Geisteswissenschaften

Ethnolinguistik

Ethnolinguistik , der Teil der anthropologischen Linguistik, der sich mit der Untersuchung der Wechselbeziehung zwischen einer Sprache und dem kulturellen Verhalten derjenigen befasst, die sie sprechen. In diesem Bereich gibt es mehrere kontroverse Fragen: Formt Sprache Kultur oder umgekehrt? Welchen Einfluss hat Sprache auf Wahrnehmung und Denken? In welcher Beziehung stehen Sprachmuster zu kulturellen Mustern?
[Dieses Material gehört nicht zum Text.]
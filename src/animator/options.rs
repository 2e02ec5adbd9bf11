use std::fmt;
use std::rc::Rc;

use crate::animation::ease::Ease;
use crate::foundation::core::Secs;
use crate::timeline::entry::{Callback, Callbacks, Timing};

/// Per-operation overrides. Unset fields fall back to the operation's own defaults.
#[derive(Clone, Default)]
pub struct AnimationOptions {
    /// Seconds per target.
    pub duration: Option<Secs>,
    /// Seconds added before the operation starts.
    pub delay: Option<Secs>,
    /// Easing curve.
    pub ease: Option<Ease>,
    /// Seconds between consecutive targets.
    pub stagger: Option<Secs>,
    /// Fired when the operation starts playing forward.
    pub on_start: Option<Callback>,
    /// Fired when the operation finishes playing forward.
    pub on_complete: Option<Callback>,
}

impl AnimationOptions {
    /// All defaults.
    pub fn new() -> Self {
        Self::default()
    }

    /// Override the duration.
    pub fn duration(mut self, secs: Secs) -> Self {
        self.duration = Some(secs);
        self
    }

    /// Override the delay.
    pub fn delay(mut self, secs: Secs) -> Self {
        self.delay = Some(secs);
        self
    }

    /// Override the ease.
    pub fn ease(mut self, ease: Ease) -> Self {
        self.ease = Some(ease);
        self
    }

    /// Override the stagger.
    pub fn stagger(mut self, secs: Secs) -> Self {
        self.stagger = Some(secs);
        self
    }

    /// Attach a start callback.
    pub fn on_start(mut self, f: impl Fn() + 'static) -> Self {
        self.on_start = Some(Rc::new(f));
        self
    }

    /// Attach a completion callback.
    pub fn on_complete(mut self, f: impl Fn() + 'static) -> Self {
        self.on_complete = Some(Rc::new(f));
        self
    }

    pub(crate) fn timing(&self, duration: Secs, ease: Ease) -> Timing {
        Timing::new(self.duration.unwrap_or(duration))
            .ease(self.ease.unwrap_or(ease))
            .delay(self.delay.unwrap_or(0.0))
            .stagger(self.stagger.unwrap_or(0.0))
    }

    pub(crate) fn callbacks(&self) -> Callbacks {
        Callbacks {
            on_start: self.on_start.clone(),
            on_complete: self.on_complete.clone(),
        }
    }
}

impl fmt::Debug for AnimationOptions {
    fn fmt(&self, f: &mut fmt::Formatter<'_>) -> fmt::Result {
        f.debug_struct("AnimationOptions")
            .field("duration", &self.duration)
            .field("delay", &self.delay)
            .field("ease", &self.ease)
            .field("stagger", &self.stagger)
            .field("on_start", &self.on_start.is_some())
            .field("on_complete", &self.on_complete.is_some())
            .finish()
    }
}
Diese Fragen, die zuvor von den deutschen Gelehrten Johann Gottfried von Herder und Wilhelm von Humboldt und ihren Anhängern in der idealistisch-romantischen Tradition gestellt worden waren, tauchten in den Vereinigten Staaten infolge der Entdeckung der völlig unterschiedlichen Struktur der Indianer erneut auf Sprachen, Wie abgegrenzt von den amerikanischen anthropologischen LinguistenEdward Sapir und Benjamin L.Whorf . Sie bemerkten zum Beispiel, dass Eskimo viele Wörter für Schnee hat, während Aztec einen einzigen Begriff für die Konzepte Schnee, Kälte und Eis verwendet. Die Vorstellung, dass die Struktur einer Sprache die Art und Weise bestimmt, wie ein Sprecher dieser Sprache denkt, wird als die bezeichnetWhorfsche Hypothese , und es gibt viele Kontroversen über ihre Gültigkeit.